Je suis allé dans les Préférences de Mail pour reconfigurer la Poubelle, en cochant "Conserver les messages supprimés dans un dossier" et "Eliminer les messages supprimés après un mois", dans le volet "Comportement des BAL". Pourtant, le problème persiste, et je ne peux toujours pas supprimer les messages.


----------



## pascalformac (4 Novembre 2008)

Quel Mail?
quel type de compte?
pop? imap?

si imap 
en parler dans le sujet dédié imap gmail dans Mail


----------



## quetzal (4 Novembre 2008)

C'est un Mail Pop. Donc, je ne comprends pas pourquoi il est impossible de supprimer des messages.


----------



## pascalformac (4 Novembre 2008)

on repete 
quel Mail?

en passant
as tu au moins reconstruit les BAL?
(menu BAL)


----------



## quetzal (4 Novembre 2008)

pascalformac a dit:


> on repete
> quel Mail?


Le serveur mail de Mac OS 10.5.5 (programme de Apple). J'ai deux comptes : Gmail, et un autre. Problème sur les deux.



pascalformac a dit:


> as tu au moins reconstruit les BAL?
> (menu BAL)



J'ai de nombreuses BAL, mais je viens de reconstruire les boites de réception, et ça ne résout pas le problème, même pour effacer un message uniquement dans ces boites. 

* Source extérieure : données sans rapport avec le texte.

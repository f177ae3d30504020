//! # Airflow SDK
//!
//! Minimal async client for the Apache Airflow stable REST API (`/api/v1`).
//! Payloads are returned as raw JSON; the SDK only owns connection settings,
//! authentication and status handling.
//!
//! ## Quick Start
//!
//! ```rust,no_run
//! use airflow_sdk::{AirflowClient, AirflowResult, ClientConfig};
//! use std::sync::Arc;
//!
//! #[tokio::main]
//! async fn main() -> AirflowResult<()> {
//!     let config = ClientConfig::builder()
//!         .base_url("http://localhost:8080")
//!         .username("airflow")
//!         .password("airflow")
//!         .build()?;
//!
//!     let client = AirflowClient::new(Arc::new(config))?;
//!     let health = client.health().await?;
//!     println!("{}", health);
//!
//!     Ok(())
//! }
//! ```

pub mod client;
pub mod config;
pub mod error;
pub mod transport;

pub use client::AirflowClient;
pub use config::{AccessLevel, AuthMode, ClientConfig, ClientConfigBuilder, Credentials};
pub use error::{AirflowError, AirflowResult};

pub use reqwest::Method;
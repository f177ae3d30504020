// Standalone MCP server binary

use airflow_mcp::{LineTransport, McpHandler, McpServer};
use airflow_sdk::{AccessLevel, AuthMode, ClientConfig};
use anyhow::{Context, Result};
use clap::{ArgAction, Parser};
use std::sync::Arc;
use std::time::Duration;

#[derive(Parser, Debug)]
#[command(name = "airflow-mcp")]
#[command(about = "MCP server exposing the Apache Airflow REST API as tools", long_about = None)]
struct Args {
    /// Airflow webserver base URL
    #[arg(long, env = "AIRFLOW_BASE_URL", default_value = "http://localhost:8080")]
    base_url: String,

    /// Authentication type: basic, bearer or jwt
    #[arg(long, env = "AIRFLOW_AUTH_TYPE", default_value = "basic")]
    auth_type: AuthMode,

    /// Username for basic auth
    #[arg(long, env = "AIRFLOW_USERNAME")]
    username: Option<String>,

    /// Password for basic auth
    #[arg(long, env = "AIRFLOW_PASSWORD", hide_env_values = true)]
    password: Option<String>,

    /// Token for bearer auth
    #[arg(long, env = "AIRFLOW_JWT_TOKEN", hide_env_values = true)]
    jwt_token: Option<String>,

    /// Access level: read_only or full
    #[arg(long, env = "AIRFLOW_ACCESS_LEVEL", default_value = "read_only")]
    access_level: AccessLevel,

    /// Verify TLS certificates
    #[arg(long, env = "AIRFLOW_VERIFY_SSL", default_value_t = true, action = ArgAction::Set)]
    verify_ssl: bool,

    /// Request timeout in seconds
    #[arg(long, env = "AIRFLOW_TIMEOUT", default_value_t = 30)]
    timeout: u64,

    /// Log level used when RUST_LOG is not set
    #[arg(long, default_value = "info")]
    log_level: String,
}

impl Args {
    fn client_config(&self) -> Result<ClientConfig> {
        let mut builder = ClientConfig::builder()
            .base_url(&self.base_url)
            .auth_mode(self.auth_type)
            .access_level(self.access_level)
            .verify_tls(self.verify_ssl)
            .timeout(Duration::from_secs(self.timeout));

        if let Some(username) = &self.username {
            builder = builder.username(username);
        }
        if let Some(password) = &self.password {
            builder = builder.password(password);
        }
        if let Some(token) = &self.jwt_token {
            builder = builder.token(token);
        }

        builder.build().context("Invalid Airflow configuration")
    }
}

#[tokio::main]
async fn main() -> Result<()> {
    let args = Args::parse();

    // stdout carries protocol messages only
    tracing_subscriber::fmt()
        .with_env_filter(
            tracing_subscriber::EnvFilter::try_from_default_env()
                .unwrap_or_else(|_| args.log_level.as_str().into()),
        )
        .with_target(false)
        .with_writer(std::io::stderr)
        .init();

    tracing::info!("Airflow MCP Server starting...");

    let config = match args.client_config() {
        Ok(config) => Arc::new(config),
        Err(e) => {
            tracing::error!("Failed to start server: {:#}", e);
            return Err(e);
        }
    };

    tracing::info!("Airflow URL: {}", config.base_url());
    tracing::info!("Auth type: {}", config.auth_mode());
    tracing::info!("Access level: {}", config.access_level());

    let transport = LineTransport::new(tokio::io::stdin(), tokio::io::stdout());
    let mut server = McpServer::new(transport, McpHandler::new(config));
    server.run().await?;

    Ok(())
}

J'ai testé quelques autres petits changements de configuration (par ex. mettre un smtp unique, supprimer les messages du serveur après un mois, etc.), mais le problème reste identique.


----------



## pascalformac (4 Novembre 2008)

Ah ca a encore changé , maintenant c'est 2 comptes
ne pas décrire un probleme completement dès le début est un de ces mysteres de forums

donc pour resumer 
Mail  leopard qui foire sur tous les comptes

perso je pense à plist corrompue ou fichiers corrompus

et je conseille le classique et multitraité sur macg  ( et  sur la doc Apple)

refaire la configuration des comptes à neuf ( fichiers neufs) puis remettre les archives


----------



## quetzal (4 Novembre 2008)

Je n'avais parlé que d'un compte pour simplifier le problème. Mais cela revient au même non ? En tout cas, merci pour répondre aussi vite.

Effacer tout mon compte pour résoudre le problème ? C'est dangereux, non ?


----------



## pascalformac (4 Novembre 2008)

PAS effacer!

refaire à partir de fichiers neufs 
c'est traité plusieurs fois

en TRES rapide Mail  tu sors tous les fichiers Mail de ta bibliotheque dans ta maison  ( archives plist caches)
et tu refais les comptes puis tu reintegres tes archives 
(par importation via Mail  c'est preferable que replacement à la main  ainsi 100% fichiers neufs)


----------



## quetzal (6 Novembre 2008)

Merci Pascal. Je l'ai fait par importation. Effectivement, cela ça marche bien. Il m'a mis tous mes dossiers dans un fichier "Importation" dans "Sur mon Mac". Je peux les déplacer, mais les dossiers de premier niveau apparaissent maintenant en blanc, et plus en bleu, ce qui n'a pas l'air de faire de différences, sauf que je ne peux pas placer de messages dans les dossiers de premier niveau.

Je peux désormais effacer des messages, qui vont dans la poubelle et les récupérer par la suite.

J'ai du remettre un peu d'ordre dans tout cela, mais finalement tout est comme avant, et ça marche.

Merci encore.


----------



## pascalformac (6 Novembre 2008)

CREER des bal de classement  neuves
ety basculer les messages ( pas les dossiers, les contenus )
puis y créer des sous dossiers neufs
ca devrait resoudre


----------



## quetzal (6 Novembre 2008)

Merci Pascale. C'est exactement ce que j'ai fait. Les grands esprits se rencontrent. 

Bonne journée à toi.


----------